Collected data entries:
********************

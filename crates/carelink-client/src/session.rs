//! Session handle and driver task.
//!
//! [`Session::spawn`] starts one driver task that owns a
//! [`ConnectionManager`], a [`StatusMonitor`] and a [`Scheduler`]. The
//! returned handle is cheap to clone; every call on it is a message to the
//! driver, and the driver publishes a [`SessionSnapshot`] on a watch channel
//! after each step.
//!
//! The driver processes caller commands, collaborator completions and timer
//! firings one at a time in arrival order. Collaborator calls run as
//! scheduler tasks whose results come back as events, so the state machines
//! never block on I/O.
//!
//! Both the connection manager (after a 401) and the status monitor (for an
//! expiring session) may ask for an identity refresh. At most one
//! `refresh_session` call is in flight at a time; a second request joins it
//! and receives the same result. Backends that rotate refresh tokens reject
//! the second of two concurrent refreshes, which would otherwise sign the
//! user out.

use std::sync::Arc;

use carelink_core::{
    ConnectionAction, ConnectionDetails, ConnectionEvent, ConnectionManager, ConnectionMode,
    ConnectionPhase, ManagerConfig, MediaEvent, StatusAction, StatusEvent, StatusMonitor,
    TimerKind, env::Environment, status::SESSION_CHECK_INTERVAL,
};
use tokio::sync::{mpsc, oneshot, watch};

use crate::{
    error::SessionError, identity::IdentityProvider, scheduler::Scheduler, toast::ToastSink,
    token::TokenService,
};

/// External services the driver calls out to.
#[derive(Clone)]
pub struct Collaborators {
    /// Media credential endpoint
    pub tokens: Arc<dyn TokenService>,
    /// Identity backend
    pub identity: Arc<dyn IdentityProvider>,
    /// Notification sink
    pub toasts: Arc<dyn ToastSink>,
}

/// Point-in-time view of the session for the UI and the media transport.
#[derive(Debug, Clone, Default, PartialEq, Eq)]
pub struct SessionSnapshot {
    /// What the media transport should do
    pub details: ConnectionDetails,
    /// Lifecycle phase
    pub phase: ConnectionPhase,
    /// Retries spent by the current acquisition
    pub retry_count: u32,
    /// Last known network reachability
    pub online: bool,
    /// Last known identity-session validity
    pub session_valid: bool,
    /// Advances each time a connect request starts an acquisition, including
    /// one that aborts straight back to idle
    pub generation: u64,
}

enum Command {
    Connect(ConnectionMode),
    Disconnect,
    SetOnline(bool),
    Media(MediaEvent),
    Shutdown(oneshot::Sender<()>),
}

#[derive(Debug, Clone, Copy, PartialEq, Eq, Hash)]
enum TimerKey {
    Connection(TimerKind),
    SessionCheck,
}

#[derive(Debug)]
enum DriverEvent {
    Connection(ConnectionEvent),
    Status(StatusEvent),
    SessionCheckDue,
    RefreshCompleted(Result<(), String>),
    SignedOut,
}

/// Who is waiting on the in-flight identity refresh.
#[derive(Debug, Clone, Copy)]
enum RefreshWaiter {
    Connection { generation: u64 },
    Monitor,
}

enum Step {
    Command(Command),
    Event(DriverEvent),
    Closed,
}

/// Handle to a running session driver.
#[derive(Clone)]
pub struct Session {
    commands: mpsc::UnboundedSender<Command>,
    state: watch::Receiver<SessionSnapshot>,
}

impl std::fmt::Debug for Session {
    fn fmt(&self, f: &mut std::fmt::Formatter<'_>) -> std::fmt::Result {
        f.debug_struct("Session").field("state", &*self.state.borrow()).finish_non_exhaustive()
    }
}

impl Session {
    /// Validate `config` and start the driver task.
    ///
    /// Must be called from within a tokio runtime.
    pub fn spawn<E: Environment>(
        config: ManagerConfig,
        collaborators: Collaborators,
        env: E,
    ) -> Result<Self, SessionError> {
        config.validate()?;

        let manager = ConnectionManager::new(config);
        let monitor = StatusMonitor::new();
        let initial = SessionSnapshot {
            details: manager.details().clone(),
            phase: manager.phase(),
            retry_count: manager.retry_count(),
            online: monitor.is_online(),
            session_valid: monitor.session_valid(),
            generation: manager.generation(),
        };

        let (commands_tx, commands_rx) = mpsc::unbounded_channel();
        let (state_tx, state_rx) = watch::channel(initial);

        let driver = Driver {
            scheduler: Scheduler::new(env.clone()),
            env,
            manager,
            monitor,
            collaborators,
            refresh_waiters: Vec::new(),
            refresh_started: None,
            state: state_tx,
        };
        tokio::spawn(driver.run(commands_rx));

        Ok(Self { commands: commands_tx, state: state_rx })
    }

    /// Start joining the media session.
    pub fn connect(&self, mode: ConnectionMode) -> Result<(), SessionError> {
        self.send(Command::Connect(mode))
    }

    /// Start leaving the media session.
    pub fn disconnect(&self) -> Result<(), SessionError> {
        self.send(Command::Disconnect)
    }

    /// Report a network reachability change.
    pub fn set_online(&self, online: bool) -> Result<(), SessionError> {
        self.send(Command::SetOnline(online))
    }

    /// Forward a media transport notification.
    pub fn report_media(&self, event: MediaEvent) -> Result<(), SessionError> {
        self.send(Command::Media(event))
    }

    /// Latest published state.
    pub fn snapshot(&self) -> SessionSnapshot {
        self.state.borrow().clone()
    }

    /// Latest connection details.
    pub fn details(&self) -> ConnectionDetails {
        self.state.borrow().details.clone()
    }

    /// Retries spent by the current acquisition.
    pub fn retry_count(&self) -> u32 {
        self.state.borrow().retry_count
    }

    /// Receiver that observes every published state change.
    pub fn subscribe(&self) -> watch::Receiver<SessionSnapshot> {
        self.state.clone()
    }

    /// Stop the driver and abort pending work. Later state changes are never
    /// published; returns once the driver has stopped. Idempotent.
    pub async fn shutdown(&self) {
        let (ack_tx, ack_rx) = oneshot::channel();
        if self.commands.send(Command::Shutdown(ack_tx)).is_err() {
            return;
        }
        // Err means the driver exited first, which is the same outcome.
        let _ = ack_rx.await;
    }

    fn send(&self, command: Command) -> Result<(), SessionError> {
        self.commands.send(command).map_err(|_| SessionError::Closed)
    }
}

struct Driver<E: Environment> {
    env: E,
    manager: ConnectionManager,
    monitor: StatusMonitor,
    collaborators: Collaborators,
    scheduler: Scheduler<E, TimerKey, DriverEvent>,
    /// Non-empty while a refresh is in flight
    refresh_waiters: Vec<RefreshWaiter>,
    refresh_started: Option<E::Instant>,
    state: watch::Sender<SessionSnapshot>,
}

impl<E: Environment> Driver<E> {
    async fn run(mut self, mut commands: mpsc::UnboundedReceiver<Command>) {
        tracing::debug!("session driver started");
        self.scheduler.schedule(
            TimerKey::SessionCheck,
            std::time::Duration::ZERO,
            DriverEvent::SessionCheckDue,
        );

        loop {
            let step = tokio::select! {
                command = commands.recv() => match command {
                    Some(command) => Step::Command(command),
                    None => Step::Closed,
                },
                Some(event) = self.scheduler.next(), if !self.scheduler.is_empty() => {
                    Step::Event(event)
                },
            };

            match step {
                Step::Command(Command::Shutdown(ack)) => {
                    self.stop();
                    let _ = ack.send(());
                    break;
                },
                Step::Command(command) => self.handle_command(command),
                Step::Event(event) => self.handle_event(event),
                Step::Closed => {
                    tracing::debug!("all session handles dropped");
                    self.stop();
                    break;
                },
            }

            self.publish();
        }

        tracing::debug!("session driver stopped");
    }

    fn handle_command(&mut self, command: Command) {
        match command {
            Command::Connect(mode) => self.dispatch(ConnectionEvent::Connect { mode }),
            Command::Disconnect => self.dispatch(ConnectionEvent::Disconnect),
            Command::SetOnline(online) => {
                self.dispatch(ConnectionEvent::NetworkChanged { online });
                let event = if online { StatusEvent::Online } else { StatusEvent::Offline };
                self.dispatch_status(event);
            },
            Command::Media(event) => self.dispatch_status(StatusEvent::Media(event)),
            Command::Shutdown(_) => {},
        }
    }

    fn handle_event(&mut self, event: DriverEvent) {
        match event {
            DriverEvent::Connection(event) => self.dispatch(event),
            DriverEvent::Status(event) => self.dispatch_status(event),
            DriverEvent::SessionCheckDue => self.check_session(),
            DriverEvent::RefreshCompleted(result) => self.finish_refresh(&result),
            DriverEvent::SignedOut => {},
        }
    }

    fn dispatch(&mut self, event: ConnectionEvent) {
        for action in self.manager.handle(event) {
            self.execute(action);
        }
    }

    fn dispatch_status(&mut self, event: StatusEvent) {
        for action in self.monitor.handle(event) {
            match action {
                StatusAction::Toast(toast) => self.collaborators.toasts.show(toast),
                StatusAction::RefreshSession => self.request_refresh(RefreshWaiter::Monitor),
            }
        }
    }

    fn execute(&mut self, action: ConnectionAction) {
        match action {
            ConnectionAction::FetchCredential { generation, request } => {
                let tokens = Arc::clone(&self.collaborators.tokens);
                let identity = Arc::clone(&self.collaborators.identity);
                self.scheduler.spawn(async move {
                    let bearer = match identity.get_session().await {
                        Ok(session) => session.map(|s| s.access_token),
                        Err(err) => {
                            tracing::warn!(error = %err, "session lookup failed, no bearer");
                            None
                        },
                    };
                    let result = tokens.fetch_token(&request, bearer.as_deref()).await;
                    let event = ConnectionEvent::CredentialFetched { generation, result };
                    DriverEvent::Connection(event)
                });
            },
            ConnectionAction::RefreshSession { generation } => {
                self.request_refresh(RefreshWaiter::Connection { generation });
            },
            ConnectionAction::SignOut => {
                let identity = Arc::clone(&self.collaborators.identity);
                self.scheduler.spawn(async move {
                    if let Err(err) = identity.sign_out().await {
                        tracing::warn!(error = %err, "sign out failed");
                    }
                    DriverEvent::SignedOut
                });
            },
            ConnectionAction::Schedule { timer, delay } => {
                self.scheduler.schedule(
                    TimerKey::Connection(timer.kind),
                    delay,
                    DriverEvent::Connection(ConnectionEvent::TimerFired(timer)),
                );
            },
            ConnectionAction::Toast(toast) => self.collaborators.toasts.show(toast),
        }
    }

    fn request_refresh(&mut self, waiter: RefreshWaiter) {
        let joining = !self.refresh_waiters.is_empty();
        self.refresh_waiters.push(waiter);
        if joining {
            tracing::debug!(?waiter, "joining in-flight session refresh");
            return;
        }

        self.refresh_started = Some(self.env.now());
        let identity = Arc::clone(&self.collaborators.identity);
        self.scheduler.spawn(async move {
            let result = identity.refresh_session().await;
            DriverEvent::RefreshCompleted(result.map(|_| ()).map_err(|e| e.to_string()))
        });
    }

    fn finish_refresh(&mut self, result: &Result<(), String>) {
        if let Some(started) = self.refresh_started.take() {
            let elapsed = self.env.now() - started;
            tracing::debug!(?elapsed, ok = result.is_ok(), "session refresh finished");
        }

        for waiter in std::mem::take(&mut self.refresh_waiters) {
            let result = result.clone();
            match waiter {
                RefreshWaiter::Connection { generation } => {
                    self.dispatch(ConnectionEvent::SessionRefreshed { generation, result });
                },
                RefreshWaiter::Monitor => {
                    self.dispatch_status(StatusEvent::RefreshCompleted { result });
                },
            }
        }
    }

    fn check_session(&mut self) {
        let identity = Arc::clone(&self.collaborators.identity);
        let env = self.env.clone();
        self.scheduler.spawn(async move {
            let result = identity.get_session().await.map_err(|e| e.to_string());
            DriverEvent::Status(StatusEvent::SessionChecked {
                result,
                now_secs: env.wall_clock_secs(),
            })
        });
        self.scheduler.schedule(
            TimerKey::SessionCheck,
            SESSION_CHECK_INTERVAL,
            DriverEvent::SessionCheckDue,
        );
    }

    fn stop(&mut self) {
        tracing::debug!(pending = self.scheduler.len(), "cancelling pending work");
        self.manager.handle(ConnectionEvent::Shutdown);
        self.scheduler.cancel_all();
        self.refresh_waiters.clear();
    }

    fn publish(&self) {
        let next = SessionSnapshot {
            details: self.manager.details().clone(),
            phase: self.manager.phase(),
            retry_count: self.manager.retry_count(),
            online: self.monitor.is_online(),
            session_valid: self.monitor.session_valid(),
            generation: self.manager.generation(),
        };
        self.state.send_if_modified(|current| {
            if *current == next {
                return false;
            }
            *current = next;
            true
        });
    }
}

********************

Above are the records; repeat exactly the lines from the one holding "fn finish_refresh(&mut self, result: &Result<(), String>)" down to the one holding "for waiter in", end lines included.

    fn finish_refresh(&mut self, result: &Result<(), String>) {
        if let Some(started) = self.refresh_started.take() {
            let elapsed = self.env.now() - started;
            tracing::debug!(?elapsed, ok = result.is_ok(), "session refresh finished");
        }

        for waiter in std::mem::take(&mut self.refresh_waiters) {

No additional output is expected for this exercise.